▶ **Your task**
Pull each line containing "content" from the data.

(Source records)
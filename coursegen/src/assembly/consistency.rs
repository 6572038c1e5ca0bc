//! Cross-stage consistency of slot outputs.
//!
//! Runs inside every attempt, after structural validation and before the
//! stage succeeds. An output that could never be assembled fails the attempt
//! with a [`SchemaMismatch`] and costs a retry like any malformed output.

use serde::de::DeserializeOwned;
use serde_json::Value;
use std::collections::{BTreeMap, BTreeSet};

use super::record::{ConceptsOutput, ExercisesOutput, LessonsOutput, OutlineOutput};
use crate::errors::SchemaMismatch;
use crate::pipeline::PipelineDefinition;
use crate::schema::deserialize;
use crate::stages::{HierarchySlot, StageDefinition};

/// Checks `output` of `stage` against the outputs of its dependencies.
///
/// - the course outline has unique chapter orders and a chapter for every
///   chapter slot wired into `definition`
/// - order values are unique among siblings
/// - concepts and exercises reference lessons of their chapter, and exercises
///   only name concepts of their lesson
///
/// References are only checked against dependencies present in `upstream`.
///
/// # Errors
///
/// The first inconsistency, located by its JSON path in `output`.
pub fn check_slot_output(
    definition: &PipelineDefinition,
    stage: &StageDefinition,
    output: &Value,
    upstream: &BTreeMap<String, Value>,
) -> Result<(), SchemaMismatch> {
    match stage.slot {
        HierarchySlot::Course => check_outline(definition, output),
        HierarchySlot::Lessons { .. } => check_lessons(output),
        HierarchySlot::Concepts { chapter } => {
            check_concepts(definition, chapter, output, upstream)
        }
        HierarchySlot::Exercises { chapter } => {
            check_exercises(definition, chapter, output, upstream)
        }
        HierarchySlot::Auxiliary => Ok(()),
    }
}

fn check_outline(definition: &PipelineDefinition, output: &Value) -> Result<(), SchemaMismatch> {
    let outline: OutlineOutput = deserialize(output)?;

    let mut orders = BTreeSet::new();
    for (i, chapter) in outline.chapters.iter().enumerate() {
        if !orders.insert(chapter.order) {
            return Err(SchemaMismatch::new(
                format!("$.chapters[{i}].order"),
                format!("duplicate chapter order {}", chapter.order),
            ));
        }
    }

    let wired: BTreeSet<u32> = definition
        .stages()
        .iter()
        .filter_map(|stage| stage.slot.chapter())
        .collect();
    if let Some(missing) = wired.difference(&orders).next() {
        return Err(SchemaMismatch::new(
            "$.chapters",
            format!("no chapter with order {missing}; expected orders {wired:?}"),
        ));
    }
    Ok(())
}

fn check_lessons(output: &Value) -> Result<(), SchemaMismatch> {
    let lessons: LessonsOutput = deserialize(output)?;
    let mut orders = BTreeSet::new();
    for (i, lesson) in lessons.lessons.iter().enumerate() {
        if !orders.insert(lesson.order) {
            return Err(SchemaMismatch::new(
                format!("$.lessons[{i}].order"),
                format!("duplicate lesson order {}", lesson.order),
            ));
        }
    }
    Ok(())
}

fn check_concepts(
    definition: &PipelineDefinition,
    chapter: u32,
    output: &Value,
    upstream: &BTreeMap<String, Value>,
) -> Result<(), SchemaMismatch> {
    let concepts: ConceptsOutput = deserialize(output)?;
    let lessons = lesson_orders(definition, chapter, upstream)?;

    let mut seen = BTreeSet::new();
    for (i, concept) in concepts.concepts.iter().enumerate() {
        if let Some(lessons) = &lessons {
            if !lessons.contains(&concept.lesson_order) {
                return Err(SchemaMismatch::new(
                    format!("$.concepts[{i}].lesson_order"),
                    format!("chapter {chapter} has no lesson with order {}", concept.lesson_order),
                ));
            }
        }
        if !seen.insert((concept.lesson_order, concept.order)) {
            return Err(SchemaMismatch::new(
                format!("$.concepts[{i}].order"),
                format!(
                    "duplicate concept order {} in lesson {}",
                    concept.order, concept.lesson_order
                ),
            ));
        }
    }
    Ok(())
}

fn check_exercises(
    definition: &PipelineDefinition,
    chapter: u32,
    output: &Value,
    upstream: &BTreeMap<String, Value>,
) -> Result<(), SchemaMismatch> {
    let exercises: ExercisesOutput = deserialize(output)?;
    let lessons = lesson_orders(definition, chapter, upstream)?;
    let concepts: Option<ConceptsOutput> =
        upstream_payload(definition, HierarchySlot::Concepts { chapter }, upstream)?;
    let names: Option<BTreeMap<u32, BTreeSet<String>>> = concepts.map(|concepts| {
        let mut names: BTreeMap<u32, BTreeSet<String>> = BTreeMap::new();
        for concept in concepts.concepts {
            names.entry(concept.lesson_order).or_default().insert(concept.name);
        }
        names
    });

    let mut seen = BTreeSet::new();
    for (i, exercise) in exercises.exercises.iter().enumerate() {
        let lesson = exercise.lesson_order;
        if let Some(lessons) = &lessons {
            if !lessons.contains(&lesson) {
                return Err(SchemaMismatch::new(
                    format!("$.exercises[{i}].lesson_order"),
                    format!("chapter {chapter} has no lesson with order {lesson}"),
                ));
            }
        }
        if let Some(names) = &names {
            let known = names.get(&lesson);
            for (j, concept) in exercise.concepts.iter().enumerate() {
                if !known.is_some_and(|known| known.contains(concept)) {
                    return Err(SchemaMismatch::new(
                        format!("$.exercises[{i}].concepts[{j}]"),
                        format!("lesson {lesson} has no concept named '{concept}'"),
                    ));
                }
            }
        }
        if !seen.insert((lesson, exercise.order)) {
            return Err(SchemaMismatch::new(
                format!("$.exercises[{i}].order"),
                format!("duplicate exercise order {} in lesson {lesson}", exercise.order),
            ));
        }
    }
    Ok(())
}

fn lesson_orders(
    definition: &PipelineDefinition,
    chapter: u32,
    upstream: &BTreeMap<String, Value>,
) -> Result<Option<BTreeSet<u32>>, SchemaMismatch> {
    let lessons: Option<LessonsOutput> =
        upstream_payload(definition, HierarchySlot::Lessons { chapter }, upstream)?;
    Ok(lessons.map(|lessons| lessons.lessons.iter().map(|lesson| lesson.order).collect()))
}

/// Decodes the output of the dependency filling `slot`, if there is one.
fn upstream_payload<T: DeserializeOwned>(
    definition: &PipelineDefinition,
    slot: HierarchySlot,
    upstream: &BTreeMap<String, Value>,
) -> Result<Option<T>, SchemaMismatch> {
    let Some(raw) = definition
        .stages_in_slot(slot)
        .find_map(|stage| upstream.get(&stage.name))
    else {
        return Ok(None);
    };
    deserialize(raw)
        .map(Some)
        .map_err(|e| SchemaMismatch::new("$", format!("upstream output unreadable: {}", e.message)))
}

#[cfg(test)]
mod tests {
    use super::*;
    use crate::course::{concepts_stage, exercises_stage, lessons_stage, CourseBlueprint, OUTLINE_STAGE};
    use serde_json::json;

    fn definition(chapters: u32) -> PipelineDefinition {
        CourseBlueprint::new(chapters).definition("course").unwrap()
    }

    fn check(
        definition: &PipelineDefinition,
        stage: &str,
        output: &Value,
        upstream: &[(&str, Value)],
    ) -> Result<(), SchemaMismatch> {
        let upstream = upstream
            .iter()
            .map(|(name, value)| ((*name).to_string(), value.clone()))
            .collect();
        check_slot_output(definition, definition.stage(stage).unwrap(), output, &upstream)
    }

    fn outline(orders: &[u32]) -> Value {
        let chapters: Vec<Value> = orders
            .iter()
            .map(|order| json!({ "order": order, "title": "t", "summary": "s" }))
            .collect();
        json!({ "title": "Course", "summary": "s", "chapters": chapters })
    }

    fn lessons() -> Value {
        json!({ "lessons": [
            { "order": 0, "title": "a", "content": "c" },
            { "order": 1, "title": "b", "content": "c" },
        ]})
    }

    #[test]
    fn test_outline_must_cover_wired_chapters() {
        let definition = definition(2);
        assert!(check(&definition, OUTLINE_STAGE, &outline(&[1, 0, 5]), &[]).is_ok());

        let err = check(&definition, OUTLINE_STAGE, &outline(&[1]), &[]).unwrap_err();
        assert_eq!(err.path, "$.chapters");
        assert!(err.message.contains("no chapter with order 0"));

        let err = check(&definition, OUTLINE_STAGE, &outline(&[0, 1, 0]), &[]).unwrap_err();
        assert_eq!(err.path, "$.chapters[2].order");
    }

    #[test]
    fn test_duplicate_lesson_order() {
        let definition = definition(1);
        let output = json!({ "lessons": [
            { "order": 0, "title": "a", "content": "c" },
            { "order": 0, "title": "b", "content": "c" },
        ]});
        let err = check(&definition, &lessons_stage(0), &output, &[]).unwrap_err();
        assert_eq!(err.path, "$.lessons[1].order");
    }

    #[test]
    fn test_concepts_reference_upstream_lessons() {
        let definition = definition(1);
        let stage = concepts_stage(0);
        let lessons_name = lessons_stage(0);
        let upstream = [(lessons_name.as_str(), lessons())];

        let ok = json!({ "concepts": [
            { "lesson_order": 1, "order": 0, "name": "move", "explanation": "e" },
        ]});
        assert!(check(&definition, &stage, &ok, &upstream).is_ok());

        let dangling = json!({ "concepts": [
            { "lesson_order": 0, "order": 0, "name": "move", "explanation": "e" },
            { "lesson_order": 7, "order": 0, "name": "borrow", "explanation": "e" },
        ]});
        let err = check(&definition, &stage, &dangling, &upstream).unwrap_err();
        assert_eq!(err.path, "$.concepts[1].lesson_order");

        // Without the lessons output there is nothing to check against.
        assert!(check(&definition, &stage, &dangling, &[]).is_ok());
    }

    #[test]
    fn test_exercises_reference_lesson_concepts() {
        let definition = definition(1);
        let stage = exercises_stage(0);
        let lessons_name = lessons_stage(0);
        let concepts_name = concepts_stage(0);
        let concepts = json!({ "concepts": [
            { "lesson_order": 0, "order": 0, "name": "move", "explanation": "e" },
            { "lesson_order": 1, "order": 0, "name": "borrow", "explanation": "e" },
        ]});
        let upstream = [
            (lessons_name.as_str(), lessons()),
            (concepts_name.as_str(), concepts),
        ];

        let exercise = |lesson: u32, concept: &str| {
            json!({ "exercises": [{
                "lesson_order": lesson,
                "order": 0,
                "kind": "coding",
                "prompt": "p",
                "answer": "a",
                "concepts": [concept],
            }]})
        };

        assert!(check(&definition, &stage, &exercise(0, "move"), &upstream).is_ok());

        let err = check(&definition, &stage, &exercise(0, "borrow"), &upstream).unwrap_err();
        assert_eq!(err.path, "$.exercises[0].concepts[0]");

        let err = check(&definition, &stage, &exercise(3, "move"), &upstream).unwrap_err();
        assert_eq!(err.path, "$.exercises[0].lesson_order");
    }
}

▶ **Expected answer**
            { "order": 0, "title": "a", "content": "c" },
            { "order": 1, "title": "b", "content": "c" },
            { "order": 0, "title": "a", "content": "c" },
            { "order": 0, "title": "b", "content": "c" },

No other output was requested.